El inglés, de 38 años, rechaza el título obtenido tras obtener en la ciudad de Forero y Egan Bernal la 163ª victoria de su carrera: “El sprint es una república”.
El pelotón acelera veloz por los toboganes de la autopista de la Sabana de Bogotá hacia Zipaquirá, donde tanto frío pasó García Márquez estudiando el bachillerato interno en el liceo, y Mark Cavendish se queda y vuelve, y sus compañeros, Lutsenko, Tejada, le esperan y le retornan, y se queda y vuelve. Tienen casi todos, salvo el inglés, Gaviria, Persico, Bonifacio, el barranquillero Soto, la media docena sprinters, la vista puesta en los cerros que la rodean y el pensamiento en el Alto del Vino, la subida que el sábado decidirá el campeón.

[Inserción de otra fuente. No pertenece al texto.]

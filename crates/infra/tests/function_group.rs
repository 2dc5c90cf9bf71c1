//! Function group locking and metadata updates

mod support;

use std::sync::Arc;

use adtkit_core::{AdtConnection, StatefulSession, UpdateOptions};
use adtkit_domain::{
    AdtError, CheckVersion, FunctionGroupConfig, LockHandle, OperationMethod, SessionType,
};
use adtkit_infra::objects::function_group::{
    check_function_group, lock_function_group, unlock_function_group,
};
use adtkit_infra::AdtFunctionGroup;
use support::*;
use wiremock::matchers::{body_string_contains, header, method, path, query_param};
use wiremock::{Mock, MockServer, ResponseTemplate};

const GROUP_URI: &str = "/sap/bc/adt/functions/groups/zfg_demo";

fn group() -> FunctionGroupConfig {
    FunctionGroupConfig::new("ZFG_DEMO", "ZPKG", "Demo function group")
}

async fn mount_lock(server: &MockServer) {
    Mock::given(method("POST"))
        .and(path(GROUP_URI))
        .and(query_param("_action", "LOCK"))
        .and(query_param("accessMode", "MODIFY"))
        .and(header("X-sap-adt-sessiontype", "stateful"))
        .respond_with(ResponseTemplate::new(200).set_body_string(lock_body(LOCK_HANDLE)))
        .mount(server)
        .await;
}

async fn mount_unlock(server: &MockServer) {
    Mock::given(method("POST"))
        .and(path(GROUP_URI))
        .and(query_param("_action", "UNLOCK"))
        .and(query_param("lockHandle", LOCK_HANDLE))
        .respond_with(ResponseTemplate::new(200))
        .mount(server)
        .await;
}

#[tokio::test]
async fn lock_and_unlock_inside_a_stateful_session() {
    let server = sap_server().await;
    mount_lock(&server).await;
    mount_unlock(&server).await;

    let connection: Arc<dyn AdtConnection> = connection(&server);
    let session = StatefulSession::begin(connection.clone());

    let lock = lock_function_group(session.connection(), &group()).await.unwrap();
    assert_eq!(lock.handle.as_str(), LOCK_HANDLE);
    assert!(lock.is_local);

    unlock_function_group(session.connection(), &group(), &lock.handle).await.unwrap();
    session.end();

    assert_eq!(connection.session_type(), SessionType::Stateless);
}

#[tokio::test]
async fn lock_refusal_in_successful_response_keeps_sap_message() {
    let server = sap_server().await;

    Mock::given(method("POST"))
        .and(path(GROUP_URI))
        .and(query_param("_action", "LOCK"))
        .respond_with(ResponseTemplate::new(200).set_body_string(exception_body(
            "ExceptionResourceNoAccess",
            "ZFG_DEMO is currently being edited by OTHERUSER",
        )))
        .mount(&server)
        .await;

    let connection = connection(&server);
    let error = lock_function_group(connection.as_ref(), &group()).await.unwrap_err();

    assert!(error.to_string().contains("being edited by OTHERUSER"), "{error}");
}

#[tokio::test]
async fn unlock_with_stale_handle_fails() {
    let server = sap_server().await;
    mount_unlock(&server).await;

    Mock::given(method("POST"))
        .and(path(GROUP_URI))
        .and(query_param("_action", "UNLOCK"))
        .and(query_param("lockHandle", "STALE"))
        .respond_with(ResponseTemplate::new(400).set_body_string(exception_body(
            "ExceptionResourceInvalidLockHandle",
            "Lock handle is not valid",
        )))
        .mount(&server)
        .await;

    let connection = connection(&server);
    let error = unlock_function_group(connection.as_ref(), &group(), &LockHandle::new("STALE"))
        .await
        .unwrap_err();

    assert!(matches!(
        error,
        AdtError::Sap { status: 400, ref exception_type, .. }
            if exception_type.as_deref() == Some("ExceptionResourceInvalidLockHandle")
    ));
}

#[tokio::test]
async fn update_rewrites_the_group_document() {
    let server = sap_server().await;
    mount_lock(&server).await;
    mount_unlock(&server).await;

    Mock::given(method("PUT"))
        .and(path(GROUP_URI))
        .and(query_param("lockHandle", LOCK_HANDLE))
        .and(header("Content-Type", "application/vnd.sap.adt.functions.groups.v3+xml"))
        .and(body_string_contains(r#"adtcore:description="Renamed group""#))
        .respond_with(ResponseTemplate::new(200))
        .expect(1)
        .mount(&server)
        .await;

    // an empty group is reported as broken until it gets a function module
    Mock::given(method("POST"))
        .and(path("/sap/bc/adt/checkruns"))
        .respond_with(ResponseTemplate::new(200).set_body_string(check_body(
            GROUP_URI,
            &[("E", "REPORT/PROGRAM statement is missing", 1)],
        )))
        .mount(&server)
        .await;

    let mut config = group();
    config.description = "Renamed group".into();

    let adapter = AdtFunctionGroup::for_connection(connection(&server));
    let state = adapter.update(&config, &UpdateOptions::default()).await.unwrap();

    let steps: Vec<OperationMethod> = state.completed.iter().map(|step| step.method).collect();
    assert_eq!(
        steps,
        vec![
            OperationMethod::Lock,
            OperationMethod::Check,
            OperationMethod::Update,
            OperationMethod::Unlock,
            OperationMethod::Check,
        ]
    );
    assert!(state.activate_result.is_none());
}

#[tokio::test]
async fn other_check_errors_still_fail() {
    let server = sap_server().await;

    Mock::given(method("POST"))
        .and(path("/sap/bc/adt/checkruns"))
        .respond_with(ResponseTemplate::new(200).set_body_string(check_body(
            GROUP_URI,
            &[("E", "Include LZFG_DEMOTOP does not exist", 2)],
        )))
        .mount(&server)
        .await;

    let connection = connection(&server);
    let error = check_function_group(connection.as_ref(), &group(), CheckVersion::Inactive, None)
        .await
        .unwrap_err();
    assert!(matches!(error, AdtError::Check(ref text) if text.contains("LZFG_DEMOTOP")));
}
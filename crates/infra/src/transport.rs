//! Transport organizer (`/sap/bc/adt/cts/transportrequests`)

use adtkit_core::{AdtConnection, TransportService};
use adtkit_domain::constants::{CONTENT_TYPE_TRANSPORT, TRANSPORT_REQUESTS_PATH};
use adtkit_domain::{
    AdtError, AdtRequest, Result, TransportConfig, TransportRequest, TransportRequestType,
};
use async_trait::async_trait;
use once_cell::sync::Lazy;
use regex::Regex;
use tracing::info;

use crate::xml::{self, escape};

/// Transport numbers look like `DEVK900042`: system id, `K`, six digits.
static TRANSPORT_NUMBER: Lazy<Regex> = Lazy::new(|| {
    Regex::new(r"\b[A-Z0-9]{3}K\d{6}\b").expect("TRANSPORT_NUMBER should compile - this is a bug")
});

pub fn transport_request_body(config: &TransportConfig) -> String {
    let owner = config
        .owner
        .as_deref()
        .map(|owner| format!(r#" tm:owner="{}""#, escape(owner)))
        .unwrap_or_default();

    format!(
        r#"<?xml version="1.0" encoding="UTF-8"?>
<tm:root xmlns:tm="http://www.sap.com/cts/adt/tm" tm:useraction="newrequest">
  <tm:request tm:desc="{description}" tm:type="{request_type}" tm:target="{target}" tm:cts_project="">
    <tm:task{owner}/>
  </tm:request>
</tm:root>"#,
        description = escape(&config.description),
        request_type = config.request_type,
        target = escape(config.target.as_deref().unwrap_or("LOCAL")),
    )
}

/// Create a transport request and return it with its new number.
pub async fn create_transport(
    connection: &dyn AdtConnection,
    config: &TransportConfig,
) -> Result<TransportRequest> {
    let request = AdtRequest::post(TRANSPORT_REQUESTS_PATH)
        .content_type(CONTENT_TYPE_TRANSPORT)
        .accept(CONTENT_TYPE_TRANSPORT)
        .body(transport_request_body(config));

    let response = connection.make_adt_request(request).await?;
    let mut transport = parse_transport(&response.body)?;
    transport.description.get_or_insert_with(|| config.description.clone());
    transport.request_type.get_or_insert(config.request_type);
    info!(number = %transport.number, "transport request created");
    Ok(transport)
}

pub async fn read_transport(
    connection: &dyn AdtConnection,
    number: &str,
) -> Result<TransportRequest> {
    let path = format!("{TRANSPORT_REQUESTS_PATH}/{}", urlencoding::encode(number));
    let response = connection
        .make_adt_request(AdtRequest::get(path).accept(CONTENT_TYPE_TRANSPORT))
        .await?;
    parse_transport(&response.body)
}

/// Read the request from a `tm:root` document. Some releases answer a
/// create with a bare URI or number instead, which is accepted too.
pub fn parse_transport(body: &str) -> Result<TransportRequest> {
    if body.trim_start().starts_with('<') {
        let root = xml::parse(body)?;
        if let Some(node) = root.find("request") {
            if let Some(number) = node.attr("number").filter(|n| !n.is_empty()) {
                return Ok(TransportRequest {
                    number: number.to_string(),
                    description: node.attr("desc").map(str::to_string),
                    owner: node.attr("owner").map(str::to_string),
                    target: node.attr("target").map(str::to_string),
                    status: node.attr("status").map(str::to_string),
                    request_type: node.attr("type").and_then(|t| t.parse::<TransportRequestType>().ok()),
                });
            }
        }
    }

    TRANSPORT_NUMBER
        .find(body)
        .map(|found| TransportRequest::new(found.as_str()))
        .ok_or_else(|| AdtError::Xml("transport response carries no request number".into()))
}

/// [`TransportService`] backed by the ADT transport organizer
#[derive(Debug, Clone, Copy, Default)]
pub struct Transports;

#[async_trait]
impl TransportService for Transports {
    async fn create_transport(
        &self,
        connection: &dyn AdtConnection,
        config: &TransportConfig,
    ) -> Result<TransportRequest> {
        create_transport(connection, config).await
    }

    async fn read_transport(
        &self,
        connection: &dyn AdtConnection,
        number: &str,
    ) -> Result<TransportRequest> {
        read_transport(connection, number).await
    }
}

Unos piensan en la victoria del día, otros en la victoria de mañana y pocos piensan en la historia, en que, tan apropiadamente, Zipaquirá significa en lengua muisca la novia del Zipa, la mujer del cacique, y ahí nació Efraín Forero, el Indomable Zipa, el ciclista cuya victoria en la primera Vuelta a Colombia, en 1951, supuso una tregua en la feroz guerra civil de la gran violencia, y un nuevo sentimiento colectivo en un país despedazado. En Zipaquirá también nació Egan Bernal, el niño maravilla, y la carrera pasa en un visto y no visto ante el hospital en el que el primer colombiano que ganó el Tour, ya en 2019, un chavalín de 22 años, resucitó de las heridas de su grave accidente, hace dos años, y ante el mural hermoso con que su tierra celebra su vida. Dos caciques.
Y allí, pasadas las distracciones, en su burbuja, Cavendish, quizás el más grande sprinter puro de la historia, solo tiene ojos, recta final, para la rueda trasera de su lanzador, el coloso neerlandés Cees Bol, que atraviesa el pelotón impetuoso, una mole imparable. Ante la tele, su hijo Finn, 18 años, se tiene que levantar de la silla y dejar de mirar la pantalla, tanto le tiemblan las piernas, tantos los nervios, la angustia, le inundan, como un aficionado ante una serie de penaltis de su equipo en una gran final. A 250 metros de la línea, a su izquierda, un reflejo azul en la valla, un flash, le avisa de que a la velocidad de la luz Fernando Gaviria, su mejor rival, al que nunca ha podido derrotar en América, ha arrancado. Cavendish se lanza también. Ágil salto le da preferencia de paso. Gaviria solo puede intentar remontar por el interior, entre la valla y Cavendish, que hábilmente le cierra el paso extendiendo su codo izquierdo. Gaviria desiste del sorpasso per la sinistra. Levanta el pecho. Media rueda antes ya el inglés ha cruzado la línea de meta.
El cohete ceja en su esfuerzo y sonríe bajo el cepillo de su bigote mirando a la bala inglesa doblado sobre la barra, pasar a su derecha lanzando la bici. Cavendish, maestro de la velocidad y la volata ha actuado como él mismo habría actuado, justo como hizo hace tres días en Duitama, bailando sobre su bici de izquierda a derecha para evitar el paso entre su izquierda y la valla del italiano Persico. Después, los dos se abrazaron calurosos, y quizás Gaviria recordaría entonces otra llegada, la de la última etapa del último Giro, en Roma, en la que medio pelotón, Gaviria incluido, contribuyó con su ayuda a que Cavendish se despidiera de la corsa rosa con una victoria. “Me acuerdo de Gaviria cuando era un chaval. Fue hace 10 años. Saltó de mi espalda y me ganó dos veces en Argentina. Y le conozco desde entonces”, dice el sprinter del Astana. “Estuvo en mi casa en 2016. Mi mujer le lavó la ropa y cenamos juntos. Le he visto crecer de niño a hombre”.